Bridge to Renewables?
The Report’s final recommendation appears to be to move beyond hydrocarbons. The report states that shale gas:
“is an important domestic resource, sufficient to meet domestic demand for decades, even with exports to other parts of the world. However, it is still a fossil fuel, one whose use as an energy source results in CO2 emissions, and whose leakage adds further to the atmospheric greenhouse gas burden.” (p. 32; emphasis added)
The report goes on to state:
“It is imperative that the ‘bridge’ find a robust ‘pier’ at the other end in a yet more sustainable future.” (p. 32)
It just seems a bit ironic that a symposium on how shale gas has been “a game-changer for U.S. manufacturing” would lead to a report that recommends ending its use. Furthermore, it seems dubious, from a business stand-point, to suggest that the profits of the shale gas boom be used to research a way to “bridge” the end of hydrocarbons in place of renewables.
There is certainly a case to be made for gas that it can help transition us to an even cleaner energy future. But the fact remains that hydrocarbons will continue to fuel our economy for the foreseeable future, and we should focus on how to more efficacious develop these resources in conjunction with diversifying our energy sources.
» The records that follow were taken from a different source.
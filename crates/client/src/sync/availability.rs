//! Source availability tracking.
//!
//! The last probe result is stored in the `availability` cache family. While
//! that record is fresh it answers [`AvailabilityTracker::is_available`]
//! without touching the network.

use crate::fetch::{FetchClient, endpoint};
use folio_core::{AvailabilityRecord, CacheFamily, CacheStore, Error};
use std::sync::Arc;
use std::time::Duration;
use url::Url;

pub const AVAILABILITY_KEY: &str = "sources";

pub struct AvailabilityTracker {
    bases: Vec<Url>,
    fetch: Arc<FetchClient>,
    store: Arc<CacheStore>,
    probe_timeout: Duration,
}

impl AvailabilityTracker {
    pub fn new(bases: Vec<Url>, fetch: Arc<FetchClient>, store: Arc<CacheStore>, probe_timeout: Duration) -> Self {
        Self { bases, fetch, store, probe_timeout }
    }

    /// The stored record, if still within its TTL.
    pub async fn current(&self) -> Option<AvailabilityRecord> {
        self.store.get(CacheFamily::Availability, AVAILABILITY_KEY).await
    }

    /// Whether any source is reachable, probing only when the record is stale.
    pub async fn is_available(&self) -> bool {
        if let Some(record) = self.current().await {
            tracing::debug!(available = record.available, "availability from cache");
            return record.available;
        }
        self.probe().await.available
    }

    /// Probe each base in order with a minimal request and store the result.
    pub async fn probe(&self) -> AvailabilityRecord {
        if self.bases.is_empty() {
            return self.mark(false, None, Some("no sources configured".into())).await;
        }

        let mut last_error = None;
        for base in &self.bases {
            match self.probe_one(base).await {
                Ok(()) => {
                    let source = base.as_str().trim_end_matches('/').to_string();
                    tracing::debug!(source = %source, "source reachable");
                    return self.mark(true, Some(source), None).await;
                }
                Err(e) => {
                    tracing::warn!(source = %base, error = %e, "availability probe failed");
                    last_error = Some(e.to_string());
                }
            }
        }

        self.mark(false, None, last_error).await
    }

    async fn probe_one(&self, base: &Url) -> Result<(), Error> {
        let url = endpoint(base, "posts", [("per_page", Some("1".into())), ("_fields", Some("id".into()))])
            .map_err(|e| Error::InvalidUrl(e.to_string()))?;
        self.fetch.get_json_with_timeout(&url, self.probe_timeout).await.map(|_| ())
    }

    /// Overwrite the availability record.
    pub async fn mark(&self, available: bool, source: Option<String>, last_error: Option<String>) -> AvailabilityRecord {
        let record = AvailabilityRecord { available, checked_at: self.store.now(), last_error, source };
        self.store.set(CacheFamily::Availability, AVAILABILITY_KEY, &record).await;
        record
    }
}

#[cfg(test)]
mod tests {
    use super::*;
    use crate::fetch::{FetchConfig, parse_base};
    use chrono::Utc;
    use folio_core::{CacheDb, CachePolicy, ManualClock};
    use httpmock::prelude::*;

    async fn tracker(bases: Vec<Url>) -> (AvailabilityTracker, Arc<ManualClock>) {
        let db = Arc::new(CacheDb::open_in_memory().await.unwrap());
        let clock = Arc::new(ManualClock::new(Utc::now()));
        let store = Arc::new(CacheStore::new(db, CachePolicy::default()).with_clock(clock.clone()));
        let fetch = Arc::new(FetchClient::new(FetchConfig::default()).unwrap());
        (AvailabilityTracker::new(bases, fetch, store, Duration::from_secs(2)), clock)
    }

    fn ok_mock(server: &MockServer) -> httpmock::Mock<'_> {
        server.mock(|when, then| {
            when.method(GET).path("/posts").query_param("per_page", "1").query_param("_fields", "id");
            then.status(200).header("content-type", "application/json").body(r#"[{"id":1}]"#);
        })
    }

    #[tokio::test]
    async fn test_first_reachable_source_wins() {
        let down = MockServer::start();
        let down_mock = down.mock(|when, then| {
            when.method(GET).path("/posts");
            then.status(503);
        });
        let up = MockServer::start();
        let up_mock = ok_mock(&up);

        let bases = vec![parse_base(&down.base_url()).unwrap(), parse_base(&up.base_url()).unwrap()];
        let (tracker, _) = tracker(bases).await;

        let record = tracker.probe().await;
        assert!(record.available);
        assert_eq!(record.source.as_deref(), Some(up.base_url().as_str()));
        assert_eq!(down_mock.hits(), 1);
        assert_eq!(up_mock.hits(), 1);
    }

    #[tokio::test]
    async fn test_fresh_record_skips_network() {
        let server = MockServer::start();
        let mock = ok_mock(&server);
        let (tracker, clock) = tracker(vec![parse_base(&server.base_url()).unwrap()]).await;

        assert!(tracker.is_available().await);
        assert!(tracker.is_available().await);
        assert_eq!(mock.hits(), 1);

        clock.advance(chrono::Duration::minutes(6));
        assert!(tracker.is_available().await);
        assert_eq!(mock.hits(), 2);
    }

    #[tokio::test]
    async fn test_all_failing_marks_unavailable() {
        let server = MockServer::start();
        server.mock(|when, then| {
            when.method(GET).path("/posts");
            then.status(500);
        });
        let (tracker, _) = tracker(vec![parse_base(&server.base_url()).unwrap()]).await;

        assert!(!tracker.is_available().await);
        let stored = tracker.current().await.expect("record stored");
        assert!(!stored.available);
        assert!(stored.last_error.unwrap().contains("500"));
    }

    #[tokio::test]
    async fn test_no_sources() {
        let (tracker, _) = tracker(Vec::new()).await;
        let record = tracker.probe().await;
        assert!(!record.available);
        assert_eq!(record.last_error.as_deref(), Some("no sources configured"));
    }
}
In sum, this report touts the advantages of the shale gas boom for manufacturing and other energy-intensive industries, but then chides the industry responsible for the boom and focuses on the risks associated with its development. The irony is that report posits that the economic benefits of a boom made possible by the oil and natural gas industry should be used to move away from that very industry. This kind of logic is analogous to the person claiming their electric car is environmentally superior because it doesn’t burn hydrocarbons, but then conveniently dismisses the fact that the electricity to power the car was likely produced by hydrocarbons.
It would be helpful for all stakeholders, when discussing the current energy boom, to acknowledge how and why there is an energy boom — and that we have an abundant supply of natural resources to support our economy.